_Problem details_
From the data below, copy out every line in which the word "impossible" occurs.

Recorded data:
use clap::{Parser, Subcommand};
use npuzzle_solver::engine::Board;
use npuzzle_solver::generator::{generate_random, generate_with_seed};
use npuzzle_solver::heuristics::Heuristic;
use npuzzle_solver::solver::{solve, Algorithm, SolveOutcome};
use npuzzle_solver::PuzzleError;
use std::fs;
use std::io::{self, Read};
use std::path::PathBuf;
use std::process::ExitCode;

#[derive(Parser, Debug)]
#[clap(author, version, about = "n-puzzle generator and solver", long_about = None)]
struct Args {
    #[clap(subcommand)]
    command: Command,
}

#[derive(Subcommand, Debug)]
enum Command {
    /// Generate a new puzzle and print it
    Generate {
        /// Side length of the board
        size: usize,

        /// Length of the random walk away from the solved board (defaults to size - 1)
        complexity: Option<usize>,

        /// Make the puzzle unsolvable
        #[clap(short, long)]
        impossible: bool,

        /// Seed for reproducible generation
        #[clap(short, long)]
        seed: Option<u64>,
    },
    /// Read a puzzle and solve it
    Solve {
        /// Puzzle file; reads stdin when omitted
        file: Option<PathBuf>,

        /// One of: reference, optimized, best-first
        #[clap(short, long, default_value = "optimized")]
        algo: String,

        /// One of: hamming, cartesian, manhattan, linear-conflict, permutation-count
        #[clap(short = 'e', long, default_value = "linear-conflict")]
        heuristic: String,

        /// Only print the summary, not every state of the solution
        #[clap(short, long)]
        quiet: bool,
    },
}

fn read_puzzle(file: Option<&PathBuf>) -> Result<Board, String> {
    let content = match file {
        Some(path) => fs::read_to_string(path)
            .map_err(|e| format!("Failed to read {}: {}", path.display(), e))?,
        None => {
            let mut buf = String::new();
            io::stdin()
                .read_to_string(&mut buf)
                .map_err(|e| format!("Failed to read stdin: {}", e))?;
            buf
        }
    };
    Board::from_text(&content).map_err(|e| e.to_string())
}

fn run_generate(
    size: usize,
    complexity: Option<usize>,
    impossible: bool,
    seed: Option<u64>,
) -> Result<(), String> {
    let complexity = complexity.unwrap_or(size.saturating_sub(1));
    let board = match seed {
        Some(seed) => generate_with_seed(size, complexity, impossible, seed),
        None => generate_random(size, complexity, impossible),
    }
    .map_err(|e| e.to_string())?;

    println!("# This puzzle is {}", if board.is_solvable() { "solvable" } else { "unsolvable" });
    print!("{}", board);
    Ok(())
}

fn run_solve(file: Option<&PathBuf>, algo: &str, heuristic: &str, quiet: bool) -> Result<(), String> {
    let algorithm: Algorithm = algo.parse().map_err(|e: PuzzleError| e.to_string())?;
    let heuristic: Heuristic = heuristic.parse().map_err(|e: PuzzleError| e.to_string())?;
    let board = read_puzzle(file)?;
    println!("Using {} with {}.", algorithm, heuristic);

    match solve(&board, algorithm, heuristic) {
        SolveOutcome::Unsolvable => {
            println!("This puzzle is unsolvable.");
        }
        SolveOutcome::Solved(solution) => {
            if !quiet {
                for state in &solution.history {
                    println!("{}", state.to_text());
                }
            }
            let moves: Vec<String> = solution.moves().iter().map(|m| m.to_string()).collect();
            println!("# moves ({}): {}", solution.move_count(), moves.join(" "));
            println!("# time complexity: {}", solution.iterations);
            println!("# size complexity: {}", solution.peak_size);
            println!("Took {} ns.", solution.elapsed.as_nanos());
        }
    }
    Ok(())
}

fn main() -> ExitCode {
    env_logger::Builder::from_env(env_logger::Env::default().default_filter_or("warn")).init();
    let args = Args::parse();

    let result = match &args.command {
        Command::Generate {
            size,
            complexity,
            impossible,
            seed,
        } => run_generate(*size, *complexity, *impossible, *seed),
        Command::Solve {
            file,
            algo,
            heuristic,
            quiet,
        } => run_solve(file.as_ref(), algo, heuristic, *quiet),
    };

    match result {
        Ok(()) => ExitCode::SUCCESS,
        Err(e) => {
            eprintln!("Error: {}", e);
            ExitCode::FAILURE
        }
    }
}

_Solution to the problem_
        impossible: bool,
    impossible: bool,
        Some(seed) => generate_with_seed(size, complexity, impossible, seed),
        None => generate_random(size, complexity, impossible),
            impossible,
        } => run_generate(*size, *complexity, *impossible, *seed),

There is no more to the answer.